*This article was printed in the November addition of the Charlotte News.
Summer in Vermont was hot and dry this year, but the cool and wet fall weather seems to be making up for it. So my friends and I brought rain gear for a hike up Snake Mountain during October, when the day turned from cloudy to a steady rain. We are an intrepid group of nature explorers who have spent enough time outdoors to know that if you don’t like the weather in Vermont, wait a minute, it’ll change, which is part of the adventure. We also knew that wet weather in fall is prime for wild mushroom hunting.
The forest did not disappoint us. There were mushrooms and fungi growing on the ground and on dying or dead trees everywhere: turkey tails, boletes, puffballs, chicken mushrooms, tree polypores, jellies, amanitas, mycenas and much more. I leafed through an identification book trying to name each species as we walked, and thought about the vital role mushrooms (fungi) play as decomposers and nutrient recyclers of forest debris. Without decomposer fungi we would be buried in debris, nutrients would be more easily leached from the soil, and forest health would suffer. No truffles, chanterelles and morels either!

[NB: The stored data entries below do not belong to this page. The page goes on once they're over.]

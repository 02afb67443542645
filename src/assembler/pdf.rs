//! PDF generator variant (spec.md §4.6): compose a single cover+TOC+
//! sections HTML document, sanitize each record's content, apply a
//! print stylesheet, and hand the result to an injected
//! [`HtmlToPdfRenderer`] (PDF rendering internals are an external
//! collaborator per spec.md §1). Falls back through three levels on
//! renderer failure rather than aborting the whole document.

use std::collections::HashSet;
use std::sync::LazyLock;

use scraper::{Html, Selector};

use chrono::Utc;

use crate::config::PdfConfig;
use crate::error::RenderError;
use crate::types::PageRecord;

static SCRIPT_STYLE_SELECTOR: LazyLock<Selector> = LazyLock::new(|| {
    Selector::parse("script, style, noscript").expect("BUG: hardcoded selector is invalid")
});
static IMG_SELECTOR: LazyLock<Selector> =
    LazyLock::new(|| Selector::parse("img[src]").expect("BUG: hardcoded 'img[src]' is invalid"));

/// Drop `<script>`/`<style>`/`<noscript>` and resolve relative image
/// `src` attributes against `base_url`. Re-serializing through
/// [`crate::extractor::dom_filter`] additionally closes any unclosed
/// tags left over from the extractor's main-content slice, since that
/// serializer always emits well-formed, self-closed-void markup.
#[must_use]
pub fn sanitize(html: &str, base_url: &url::Url) -> String {
    let document = Html::parse_fragment(html);
    let root = document.root_element();

    let mut to_remove = HashSet::new();
    for el in document.select(&SCRIPT_STYLE_SELECTOR) {
        to_remove.insert(el.id());
    }

    let mut rewrites: Vec<(String, String)> = Vec::new();
    for img in document.select(&IMG_SELECTOR) {
        if let Some(src) = img.value().attr("src") {
            if let Some(resolved) = crate::utils::resolve(base_url, src) {
                if resolved.as_str() != src {
                    rewrites.push((src.to_string(), resolved.to_string()));
                }
            }
        }
    }

    let mut serialized = crate::extractor::dom_filter::serialize_without(&root, &to_remove);
    for (from, to) in rewrites {
        serialized = serialized.replace(&format!("src=\"{from}\""), &format!("src=\"{to}\""));
    }
    serialized
}

/// Renderer failure for one section, with the level of degradation the
/// assembler fell back to.
#[derive(Debug, Clone)]
pub struct SectionFailure {
    pub index: usize,
    pub message: String,
}

/// External collaborator: turns a composed HTML document into PDF
/// bytes. PDF rendering internals are explicitly out of scope (spec.md
/// §1); this crate only defines the seam.
pub trait HtmlToPdfRenderer: Send + Sync {
    fn render(&self, html: &str) -> Result<Vec<u8>, RenderError>;
}

/// A renderer that always fails, for configurations with no PDF backend
/// wired up. Exercises the full fallback chain deterministically in
/// tests.
pub struct NullPdfRenderer;

impl HtmlToPdfRenderer for NullPdfRenderer {
    fn render(&self, _html: &str) -> Result<Vec<u8>, RenderError> {
        Err(RenderError::Unavailable)
    }
}

fn print_stylesheet(config: &PdfConfig) -> String {
    let orientation = match config.orientation {
        crate::config::PageOrientation::Portrait => "portrait",
        crate::config::PageOrientation::Landscape => "landscape",
    };
    format!(
        "@page {{ size: {size} {orientation}; margin: 2cm; @bottom-center {{ content: counter(page); }} }}\n\
         body {{ font-family: serif; font-size: 11pt; }}\n\
         h1, h2, h3 {{ page-break-after: avoid; }}\n\
         .page-section {{ page-break-before: always; }}",
        size = config.page_size,
    )
}

fn cover_page(base_url: &str, page_count: usize) -> String {
    let now = Utc::now().to_rfc3339();
    format!(
        "<section class=\"cover\"><h1>Site Archive</h1><p>{base_url}</p><p>Generated {now}</p><p>{page_count} pages</p></section>"
    )
}

fn toc(records: &[PageRecord]) -> String {
    let mut out = String::from("<section class=\"toc\"><h2>Table of Contents</h2><ul>");
    for (index, record) in records.iter().enumerate() {
        let title = if record.title.is_empty() {
            record.url.as_str()
        } else {
            record.title.as_str()
        };
        out.push_str(&format!("<li><a href=\"#page-{index}\">{title}</a></li>"));
    }
    out.push_str("</ul></section>");
    out
}

/// Render one section, falling back through sanitized HTML -> a
/// text-plus-metadata placeholder -> a bare error placeholder, never
/// failing the whole document for one bad record (spec.md §4.6).
fn render_section(
    record: &PageRecord,
    index: usize,
    base_url: &url::Url,
    renderer: &dyn HtmlToPdfRenderer,
) -> (String, Option<SectionFailure>) {
    let sanitized = sanitize(&record.content, base_url);
    let primary = format!(
        "<section class=\"page-section\" id=\"page-{index}\"><h2>{title}</h2><p class=\"source-url\">{url}</p>{body}</section>",
        title = html_escape(if record.title.is_empty() { &record.url } else { &record.title }),
        url = html_escape(&record.final_url),
        body = sanitized,
    );

    match renderer.render(&primary) {
        Ok(_) => (primary, None),
        Err(primary_err) => {
            let fallback = format!(
                "<section class=\"page-section\" id=\"page-{index}\"><h2>{title}</h2><p>{url}</p><p>{text}</p></section>",
                title = html_escape(if record.title.is_empty() { &record.url } else { &record.title }),
                url = html_escape(&record.final_url),
                text = html_escape(&record.text_content),
            );
            match renderer.render(&fallback) {
                Ok(_) => (
                    fallback,
                    Some(SectionFailure {
                        index,
                        message: primary_err.to_string(),
                    }),
                ),
                Err(fallback_err) => (
                    format!(
                        "<section class=\"page-section\" id=\"page-{index}\"><p>Failed to render {url}: {err}</p></section>",
                        url = html_escape(&record.final_url),
                        err = html_escape(&fallback_err.to_string()),
                    ),
                    Some(SectionFailure {
                        index,
                        message: fallback_err.to_string(),
                    }),
                ),
            }
        }
    }
}

fn html_escape(s: &str) -> String {
    s.replace('&', "&amp;").replace('<', "&lt;").replace('>', "&gt;")
}

/// Compose the full document and invoke `renderer`. Returns the PDF
/// bytes plus any per-section degradations encountered.
pub fn generate(
    records: &[PageRecord],
    base_url: &str,
    config: &PdfConfig,
    renderer: &dyn HtmlToPdfRenderer,
) -> Result<(Vec<u8>, Vec<SectionFailure>), RenderError> {
    let parsed_base = url::Url::parse(base_url).map_err(|e| RenderError::MarkdownConversion(e.to_string()))?;

    let mut body = String::new();
    body.push_str(&cover_page(base_url, records.len()));
    if config.include_toc {
        body.push_str(&toc(records));
    }

    let mut failures = Vec::new();
    for (index, record) in records.iter().enumerate() {
        let (section_html, failure) = render_section(record, index, &parsed_base, renderer);
        body.push_str(&section_html);
        if let Some(f) = failure {
            failures.push(f);
        }
    }

    let document = format!(
        "<!DOCTYPE html><html><head><meta charset=\"utf-8\"><style>{css}</style></head><body>{body}</body></html>",
        css = print_stylesheet(config),
    );

    let bytes = renderer.render(&document)?;
    Ok((bytes, failures))
}

#[must_use]
pub fn output_filename(config: &PdfConfig) -> String {
    if config.output_filename.is_empty() {
        "output.pdf".to_string()
    } else {
        sanitize_filename::sanitize(&config.output_filename)
    }
}

/// Generate the PDF artifact(s) for a session, honoring chunking, and
/// write them under `output_dir`. Returns the paths written plus any
/// per-section degradations across all chunks.
pub fn generate_to_dir(
    records: &[PageRecord],
    base_url: &str,
    config: &PdfConfig,
    chunking: &crate::config::ChunkingConfig,
    output_dir: &std::path::Path,
    renderer: &dyn HtmlToPdfRenderer,
) -> Result<(Vec<std::path::PathBuf>, Vec<SectionFailure>), RenderError> {
    use super::chunker::{self, OutputFormat};

    std::fs::create_dir_all(output_dir)
        .map_err(|e| RenderError::MarkdownConversion(e.to_string()))?;

    let prefix = output_filename(config);
    let prefix = prefix.strip_suffix(".pdf").unwrap_or(&prefix).to_string();
    let chunks = chunker::partition(records, chunking, OutputFormat::Pdf);

    if chunks.len() <= 1 {
        let (bytes, failures) = generate(records, base_url, config, renderer)?;
        let path = output_dir.join(output_filename(config));
        std::fs::write(&path, bytes).map_err(|e| RenderError::MarkdownConversion(e.to_string()))?;
        return Ok((vec![path], failures));
    }

    let mut paths = Vec::new();
    let mut all_failures = Vec::new();
    for chunk in &chunks {
        let chunk_records: Vec<PageRecord> = chunk.records.iter().map(|r| (*r).clone()).collect();
        let (bytes, mut failures) = generate(&chunk_records, base_url, config, renderer)?;
        all_failures.append(&mut failures);
        let filename = chunker::chunk_filename(&prefix, chunk, "pdf");
        let path = output_dir.join(&filename);
        std::fs::write(&path, bytes).map_err(|e| RenderError::MarkdownConversion(e.to_string()))?;
        paths.push(path);
    }

    let index_path = output_dir.join(chunker::index_filename(&prefix, "txt"));
    let index_body: String = paths
        .iter()
        .enumerate()
        .map(|(i, p)| format!("{}. {}\n", i + 1, p.display()))
        .collect();
    std::fs::write(&index_path, index_body).map_err(|e| RenderError::MarkdownConversion(e.to_string()))?;
    paths.push(index_path);

    Ok((paths, all_failures))
}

When our group chooses a hiking location, we either count on personal recollections of the area, or do enough research to learn more about it. A fact sheet I found from the Vermont Department of Fish and Wildlife states, “Snake Mountain is a wildlife management area, an island of upland forest in the heavily farmed Champlain Valley.”1 Several forest communities with a great diversity of plants and wildlife exist there, including a rare plant species and a 9,500 year old bog.
It is interesting to consider the statement about “an island of upland forest” in a sea of farmland, and how it relates to and possibly impacts the water that we drink. The forest at Snake Mountain—like forests in general—not only provides wildlife habitat and recreational opportunities. It also absorbs and filters water, which eventually trickles down to aquifers that provide drinking water. According to American Forests, “forests provide natural filtration and storage systems that process nearly two-thirds of the water supply in the United States. In their natural and healthy state, riparian forests help to keep the water in streams clear.” 2
Our forests are critical resources for many reasons, including the protection and regeneration of potable water supplies. Forests provide the most basic elements for survival: clean air and water. “Though forests provide many additional services, these two are the backbone of the symbiotic and essential relationship between trees and people.”3
A spirit of camaraderie with friends, maintaining a connection to nature and contemplating where we fit into the cycle of life may sound like heavy stuff for a nature hike. However I always look forward to the opportunity, and return with a deeper appreciation for where I live and how precious our natural resources are.
- VT Department of Fish and Wildlife Snake Mountain Wildlife Management Area (pdf)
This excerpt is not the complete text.